(Beginning of Dataset)
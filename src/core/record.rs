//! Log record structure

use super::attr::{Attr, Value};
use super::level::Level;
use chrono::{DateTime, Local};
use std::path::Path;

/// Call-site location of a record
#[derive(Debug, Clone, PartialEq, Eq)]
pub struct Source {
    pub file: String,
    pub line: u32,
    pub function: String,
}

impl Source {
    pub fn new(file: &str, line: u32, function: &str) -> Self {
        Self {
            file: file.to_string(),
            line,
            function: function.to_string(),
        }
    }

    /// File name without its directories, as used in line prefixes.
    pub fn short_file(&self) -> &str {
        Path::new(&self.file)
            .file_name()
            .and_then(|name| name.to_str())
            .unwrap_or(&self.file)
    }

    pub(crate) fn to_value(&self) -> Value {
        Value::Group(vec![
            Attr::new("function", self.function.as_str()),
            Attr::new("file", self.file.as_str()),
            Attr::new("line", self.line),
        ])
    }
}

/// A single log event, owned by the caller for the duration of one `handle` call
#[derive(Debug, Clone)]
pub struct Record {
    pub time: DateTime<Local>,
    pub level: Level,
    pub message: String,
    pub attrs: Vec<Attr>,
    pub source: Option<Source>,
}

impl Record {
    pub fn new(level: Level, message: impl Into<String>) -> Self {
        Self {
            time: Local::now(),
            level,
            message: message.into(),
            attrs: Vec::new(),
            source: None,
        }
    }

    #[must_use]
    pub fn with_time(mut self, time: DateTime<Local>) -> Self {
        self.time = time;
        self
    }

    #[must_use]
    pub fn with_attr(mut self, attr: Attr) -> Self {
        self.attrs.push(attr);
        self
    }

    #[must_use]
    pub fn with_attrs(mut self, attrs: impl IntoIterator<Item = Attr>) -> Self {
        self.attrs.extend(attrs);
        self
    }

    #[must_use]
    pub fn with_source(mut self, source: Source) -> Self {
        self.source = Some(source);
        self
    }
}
(End of Dataset)
(Beginning of Dataset)
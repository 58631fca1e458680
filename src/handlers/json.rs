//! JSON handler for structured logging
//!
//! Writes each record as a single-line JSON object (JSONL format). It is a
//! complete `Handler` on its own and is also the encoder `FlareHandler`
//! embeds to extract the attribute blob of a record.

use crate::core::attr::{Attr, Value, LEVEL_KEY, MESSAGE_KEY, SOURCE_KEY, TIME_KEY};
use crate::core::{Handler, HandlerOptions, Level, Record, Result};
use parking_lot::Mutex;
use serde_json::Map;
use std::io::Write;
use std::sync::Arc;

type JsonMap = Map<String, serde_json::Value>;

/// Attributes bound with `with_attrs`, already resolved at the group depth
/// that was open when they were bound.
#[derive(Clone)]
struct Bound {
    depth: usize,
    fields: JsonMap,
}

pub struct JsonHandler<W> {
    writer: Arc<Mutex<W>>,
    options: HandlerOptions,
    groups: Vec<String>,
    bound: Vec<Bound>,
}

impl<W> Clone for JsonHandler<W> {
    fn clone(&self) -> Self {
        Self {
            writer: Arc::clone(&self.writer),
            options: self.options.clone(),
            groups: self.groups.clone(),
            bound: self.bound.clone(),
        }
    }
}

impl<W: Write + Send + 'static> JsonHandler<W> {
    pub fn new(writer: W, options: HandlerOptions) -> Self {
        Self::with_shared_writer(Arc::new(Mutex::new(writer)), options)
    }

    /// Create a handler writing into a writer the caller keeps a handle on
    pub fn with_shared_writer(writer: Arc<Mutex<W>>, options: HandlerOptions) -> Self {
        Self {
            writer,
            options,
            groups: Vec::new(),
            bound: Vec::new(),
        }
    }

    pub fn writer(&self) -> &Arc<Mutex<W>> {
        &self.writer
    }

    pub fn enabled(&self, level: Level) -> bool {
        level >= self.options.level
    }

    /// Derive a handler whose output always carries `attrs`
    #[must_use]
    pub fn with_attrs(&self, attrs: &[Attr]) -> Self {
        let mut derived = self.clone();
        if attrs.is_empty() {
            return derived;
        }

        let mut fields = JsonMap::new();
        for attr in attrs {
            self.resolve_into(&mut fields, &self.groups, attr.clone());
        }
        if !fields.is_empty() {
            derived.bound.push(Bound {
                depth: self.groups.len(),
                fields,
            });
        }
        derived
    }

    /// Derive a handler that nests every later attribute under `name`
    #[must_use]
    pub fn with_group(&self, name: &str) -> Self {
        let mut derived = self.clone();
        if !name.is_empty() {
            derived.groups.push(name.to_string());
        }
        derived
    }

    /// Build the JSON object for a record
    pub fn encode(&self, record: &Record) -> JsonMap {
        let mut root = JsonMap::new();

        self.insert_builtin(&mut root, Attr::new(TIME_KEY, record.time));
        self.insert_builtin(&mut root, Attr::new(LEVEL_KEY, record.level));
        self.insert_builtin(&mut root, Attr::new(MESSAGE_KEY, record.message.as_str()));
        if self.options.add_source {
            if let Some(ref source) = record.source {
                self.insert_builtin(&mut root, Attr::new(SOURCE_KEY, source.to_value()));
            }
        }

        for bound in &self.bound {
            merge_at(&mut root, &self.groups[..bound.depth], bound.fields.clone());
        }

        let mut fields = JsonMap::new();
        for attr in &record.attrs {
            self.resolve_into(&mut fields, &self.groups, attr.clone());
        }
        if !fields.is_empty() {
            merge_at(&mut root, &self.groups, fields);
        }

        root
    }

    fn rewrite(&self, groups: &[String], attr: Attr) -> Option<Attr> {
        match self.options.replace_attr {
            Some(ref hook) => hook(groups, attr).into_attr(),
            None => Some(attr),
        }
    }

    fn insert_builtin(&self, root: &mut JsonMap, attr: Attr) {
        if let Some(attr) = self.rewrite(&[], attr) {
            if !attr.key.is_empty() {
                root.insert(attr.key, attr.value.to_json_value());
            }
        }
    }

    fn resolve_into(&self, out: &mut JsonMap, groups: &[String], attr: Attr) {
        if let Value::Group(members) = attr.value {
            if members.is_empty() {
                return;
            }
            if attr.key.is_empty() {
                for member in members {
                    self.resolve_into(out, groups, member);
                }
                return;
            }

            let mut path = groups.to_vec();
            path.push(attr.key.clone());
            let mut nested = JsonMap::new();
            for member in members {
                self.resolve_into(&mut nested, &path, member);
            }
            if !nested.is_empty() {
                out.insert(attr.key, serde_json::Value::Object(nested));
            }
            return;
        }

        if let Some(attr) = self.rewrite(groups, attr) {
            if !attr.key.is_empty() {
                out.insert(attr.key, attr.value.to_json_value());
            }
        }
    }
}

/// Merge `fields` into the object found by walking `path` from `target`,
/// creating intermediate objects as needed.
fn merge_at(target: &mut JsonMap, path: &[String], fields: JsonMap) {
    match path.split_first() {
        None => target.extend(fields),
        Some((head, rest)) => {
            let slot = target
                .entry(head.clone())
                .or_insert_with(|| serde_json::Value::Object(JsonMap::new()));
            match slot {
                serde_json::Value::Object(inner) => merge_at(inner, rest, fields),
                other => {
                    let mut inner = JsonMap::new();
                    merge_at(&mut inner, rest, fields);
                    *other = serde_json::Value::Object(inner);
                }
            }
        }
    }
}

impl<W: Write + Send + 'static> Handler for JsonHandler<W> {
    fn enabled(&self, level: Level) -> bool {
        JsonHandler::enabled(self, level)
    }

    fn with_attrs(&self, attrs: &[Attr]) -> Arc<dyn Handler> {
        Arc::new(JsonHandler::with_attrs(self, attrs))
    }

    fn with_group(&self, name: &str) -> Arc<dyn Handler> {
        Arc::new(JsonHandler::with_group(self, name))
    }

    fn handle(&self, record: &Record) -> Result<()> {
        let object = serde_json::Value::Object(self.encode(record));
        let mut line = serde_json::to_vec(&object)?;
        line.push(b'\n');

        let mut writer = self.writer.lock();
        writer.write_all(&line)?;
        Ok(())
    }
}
(End of Dataset)
Exercise directions
Above are the entries; count how many of their lines contain the word "Result" and give only that number.

Response to the exercise
2